L'introduction d'institutrices dans la commune aurait également un effet salutaire; quelques communes voisines en ont déjà éprouvé les bons résultats, ce qui autorise à penser que si le mal est entré dans le monde par la femme, c'est aussi par elle qu'il doit en sortir. L'instruction sur l'économie domestique manque dans la famille, il serait utile de créer des écoles de ménagères. Certaines personnes préfèrent des laïques pour institutrices; nous pensons qu'en général celles-ci n'offrent pas les mêmes garanties, ni surtout la même prépondérance que des religieuses dont la vocation est éprouvée et qui sont surveillées par des supérieures attentives. Leur mission ne se borne pas à instruire les jeunes filles, elles sont aussi d'un grand secours pour les malades.

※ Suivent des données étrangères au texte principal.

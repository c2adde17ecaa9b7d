//! Quote provider seam
//!
//! The scheduler only needs "give me the current quote for this symbol"; the
//! Finnhub HTTP client is the production implementation.

pub mod client;
pub mod errors;

pub use client::FinnhubClient;
pub use errors::ProviderError;

use async_trait::async_trait;

use crate::models::ProviderQuote;

/// Source of current quotes for a symbol
#[async_trait]
pub trait QuoteProvider: Send + Sync {
    async fn fetch_quote(&self, symbol: &str) -> Result<ProviderQuote, ProviderError>;
}
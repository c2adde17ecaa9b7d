use std::sync::Arc;

use chrono::Utc;
use tracing::{debug, error, warn};

use crate::models::QuoteRecord;
use crate::provider::{ProviderError, QuoteProvider};
use crate::store::HistoryStore;

/// Fetch-and-record shared by scheduled ticks, on-start fetches and manual refreshes
///
/// Provider failures stop here: they are logged and reported as `None`.
#[derive(Clone)]
pub struct QuoteFetcher {
    provider: Arc<dyn QuoteProvider>,
    store: Arc<HistoryStore>,
}

impl QuoteFetcher {
    pub fn new(provider: Arc<dyn QuoteProvider>, store: Arc<HistoryStore>) -> Self {
        Self { provider, store }
    }

    pub fn store(&self) -> &Arc<HistoryStore> {
        &self.store
    }

    /// Fetch one quote and append it to the symbol's history
    pub async fn fetch_and_record(&self, symbol: &str) -> Option<QuoteRecord> {
        let quote = match self.provider.fetch_quote(symbol).await {
            Ok(quote) => quote,
            Err(ProviderError::MissingCredential) => {
                error!(symbol, "FINNHUB_API_KEY not set in environment");
                return None;
            }
            Err(e) => {
                error!(symbol, error = %e, "Error fetching data");
                return None;
            }
        };

        let record = QuoteRecord::from_provider(symbol, &quote, Utc::now().timestamp_millis());
        match &record.warning {
            Some(warning) => warn!(symbol, warning = %warning, "quote provider returned no usable prices"),
            None => debug!(symbol, current = record.current, "quote recorded"),
        }

        self.store.append(symbol, record.clone());
        Some(record)
    }

    /// Fire-and-forget fetch on a detached task
    ///
    /// The task is not tracked, so cancelling a monitor does not cancel a fetch that
    /// is already in flight.
    pub fn spawn_fetch(&self, symbol: String) {
        let fetcher = self.clone();
        tokio::spawn(async move {
            let _ = fetcher.fetch_and_record(&symbol).await;
        });
    }
}

#[cfg(test)]
pub(crate) mod test_support {
    use std::sync::atomic::{AtomicUsize, Ordering};

    use async_trait::async_trait;

    use crate::models::ProviderQuote;
    use crate::provider::{ProviderError, QuoteProvider};

    /// Provider returning a canned outcome and counting calls
    pub struct StubProvider {
        pub calls: AtomicUsize,
        quote: Option<ProviderQuote>,
    }

    impl StubProvider {
        pub fn returning(quote: ProviderQuote) -> Self {
            Self {
                calls: AtomicUsize::new(0),
                quote: Some(quote),
            }
        }

        pub fn failing() -> Self {
            Self {
                calls: AtomicUsize::new(0),
                quote: None,
            }
        }

        pub fn priced(current: f64) -> Self {
            Self::returning(ProviderQuote {
                open: Some(current - 1.0),
                high: Some(current + 1.0),
                low: Some(current - 2.0),
                current: Some(current),
                previous_close: Some(current - 0.5),
                timestamp: Some(1_760_601_600),
                ..Default::default()
            })
        }

        pub fn call_count(&self) -> usize {
            self.calls.load(Ordering::SeqCst)
        }
    }

    #[async_trait]
    impl QuoteProvider for StubProvider {
        async fn fetch_quote(&self, _symbol: &str) -> Result<ProviderQuote, ProviderError> {
            self.calls.fetch_add(1, Ordering::SeqCst);
            self.quote
                .clone()
                .ok_or_else(|| ProviderError::InvalidResponse("connection reset".to_string()))
        }
    }
}
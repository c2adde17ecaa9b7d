use dashmap::DashMap;

use crate::models::{MonitorResult, QuoteRecord};

/// In-memory quote history, keyed by symbol
///
/// Each symbol holds an append-only sequence in insertion (chronological) order.
/// Mutations for one symbol are serialized by the map's shard lock, so concurrent
/// fetches for different symbols never block each other on the same key.
/// There is no size cap; a sequence only shrinks through [`HistoryStore::delete_all`].
#[derive(Debug, Default)]
pub struct HistoryStore {
    histories: DashMap<String, Vec<QuoteRecord>>,
}

impl HistoryStore {
    pub fn new() -> Self {
        Self::default()
    }

    /// Append a record, creating the symbol's sequence on first use
    pub fn append(&self, symbol: &str, record: QuoteRecord) {
        self.histories
            .entry(symbol.to_string())
            .or_default()
            .push(record);
    }

    /// Snapshot of a symbol's history; empty if the symbol was never observed
    pub fn get(&self, symbol: &str) -> Vec<QuoteRecord> {
        self.histories
            .get(symbol)
            .map(|records| records.clone())
            .unwrap_or_default()
    }

    /// Most recent record for a symbol
    pub fn latest(&self, symbol: &str) -> Option<QuoteRecord> {
        self.histories
            .get(symbol)
            .and_then(|records| records.last().cloned())
    }

    /// Number of records held for a symbol
    pub fn len(&self, symbol: &str) -> usize {
        self.histories.get(symbol).map(|r| r.len()).unwrap_or(0)
    }

    /// Drop every record for a symbol
    ///
    /// Absent history is a negative result, not an error.
    pub fn delete_all(&self, symbol: &str) -> MonitorResult {
        match self.histories.remove(symbol) {
            Some((_, records)) => {
                tracing::info!(symbol, removed = records.len(), "history deleted");
                MonitorResult::ok(format!("Deleted history for {}", symbol))
            }
            None => MonitorResult::negative(format!("No history for {}", symbol)),
        }
    }
}
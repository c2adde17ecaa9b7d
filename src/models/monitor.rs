use serde::{Deserialize, Deserializer, Serialize};
use serde_json::Value;
use utoipa::{IntoParams, ToSchema};

/// Outcome of a control operation
///
/// `success: false` is a normal outcome (nothing to stop, nothing to delete), not an error.
#[derive(Debug, Clone, PartialEq, Serialize, Deserialize, ToSchema)]
#[serde(rename_all = "camelCase")]
pub struct MonitorResult {
    pub success: bool,
    #[schema(example = "Started monitoring AAPL")]
    pub message: String,
    /// Resolved polling interval, present on a successful start
    #[serde(skip_serializing_if = "Option::is_none")]
    #[schema(example = 60000)]
    pub interval_ms: Option<u64>,
}

impl MonitorResult {
    pub fn ok(message: impl Into<String>) -> Self {
        Self {
            success: true,
            message: message.into(),
            interval_ms: None,
        }
    }

    pub fn negative(message: impl Into<String>) -> Self {
        Self {
            success: false,
            message: message.into(),
            interval_ms: None,
        }
    }

    pub fn with_interval(mut self, interval_ms: u64) -> Self {
        self.interval_ms = Some(interval_ms);
        self
    }
}

/// An active monitor as reported by `GET /monitors`
#[derive(Debug, Clone, PartialEq, Serialize, Deserialize, ToSchema)]
#[serde(rename_all = "camelCase")]
pub struct MonitorInfo {
    pub symbol: String,
    pub interval_ms: u64,
    /// When the current timer was installed (RFC 3339)
    pub started_at: String,
    /// Records currently held in history for the symbol
    pub records: usize,
}

/// Request to start polling a symbol
///
/// Fields are read leniently: a symbol that is missing, not a string, or blank is
/// treated as absent (surrounding whitespace is trimmed); `minutes`/`seconds` accept numbers or numeric strings and fall
/// back to 0.
#[derive(Debug, Clone, Default, Deserialize, ToSchema)]
pub struct StartMonitoringRequest {
    #[serde(default, deserialize_with = "lenient_symbol")]
    #[schema(value_type = String, example = "AAPL")]
    pub symbol: Option<String>,
    #[serde(default, deserialize_with = "lenient_number")]
    #[schema(example = 1)]
    pub minutes: f64,
    #[serde(default, deserialize_with = "lenient_number")]
    #[schema(example = 30)]
    pub seconds: f64,
}

/// Request body carrying only a symbol
#[derive(Debug, Clone, Default, Deserialize, ToSchema)]
pub struct SymbolRequest {
    #[serde(default, deserialize_with = "lenient_symbol")]
    #[schema(value_type = String, example = "AAPL")]
    pub symbol: Option<String>,
}

/// `?symbol=` query parameter
#[derive(Debug, Clone, Default, Deserialize, IntoParams)]
#[into_params(parameter_in = Query)]
pub struct SymbolQuery {
    /// Ticker symbol
    pub symbol: Option<String>,
}

impl SymbolQuery {
    pub fn symbol(&self) -> Option<&str> {
        self.symbol.as_deref().and_then(normalize_symbol)
    }
}

/// Trimmed symbol, or `None` when blank
///
/// Every request shape (body or query) goes through this.
pub fn normalize_symbol(raw: &str) -> Option<&str> {
    let symbol = raw.trim();
    (!symbol.is_empty()).then_some(symbol)
}

fn lenient_symbol<'de, D>(deserializer: D) -> Result<Option<String>, D::Error>
where
    D: Deserializer<'de>,
{
    Ok(match Value::deserialize(deserializer)? {
        Value::String(s) => normalize_symbol(&s).map(str::to_string),
        _ => None,
    })
}

fn lenient_number<'de, D>(deserializer: D) -> Result<f64, D::Error>
where
    D: Deserializer<'de>,
{
    let n = match Value::deserialize(deserializer)? {
        Value::Number(n) => n.as_f64().unwrap_or(0.0),
        Value::String(s) => s.trim().parse::<f64>().unwrap_or(0.0),
        Value::Bool(true) => 1.0,
        _ => 0.0,
    };
    Ok(if n.is_nan() { 0.0 } else { n })
}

Il conviendrait également de créer dans chaque commune un gymnase, une bibliothèque publique qui serait composée de livres utiles et à la portée de tous. Ces créations occasionneraient des rapports sociaux et préviendraient les discussions du cabaret. Enfin, il est toujours utile et nécessaire de procurer des distractions licites au peuple et surtout à la jeunesse, si on veut éviter qu'elle en cherche d'illicites qui lui sont toujours funestes.
Enfin, il est une dernière mesure dont on ne saurait trop recommander l'exécution, c'est la modification de la loi sur la chasse. D'après la législation en vigueur, le paysan peut rarement se procurer cette distraction (§ 11). On ne devrait donc imposer que les chasseurs qui chassent avec des chiens; mais le paysan qui prend un fusil pour se distraire en allant visiter ses champs ne devrait pas avoir de permis de chasse à payer. Si vous l'imposez, il renoncera à ce plaisir innocent et utile à la santé, et ira chercher d'autres distractions au cabaret.
Notes
1. La livre de marais est une mesure superficielle d'une contenance de 50 ares.
2. Résumé de l'enquête parlementaire sur la production et le commerce des sels par M. Favieau, membre de l'Assemblée législative. — Cours de Métallurgie, professé de 1840 à 1855, à l'Ecole des Mines de Paris, par M. F. Le Play, ingénieur en chef des Mines. — Voir aussi les détails donnés sur la condition et sur l'industrie des sauniers de Marennes [les Ouv. europ. XXXIV (A)].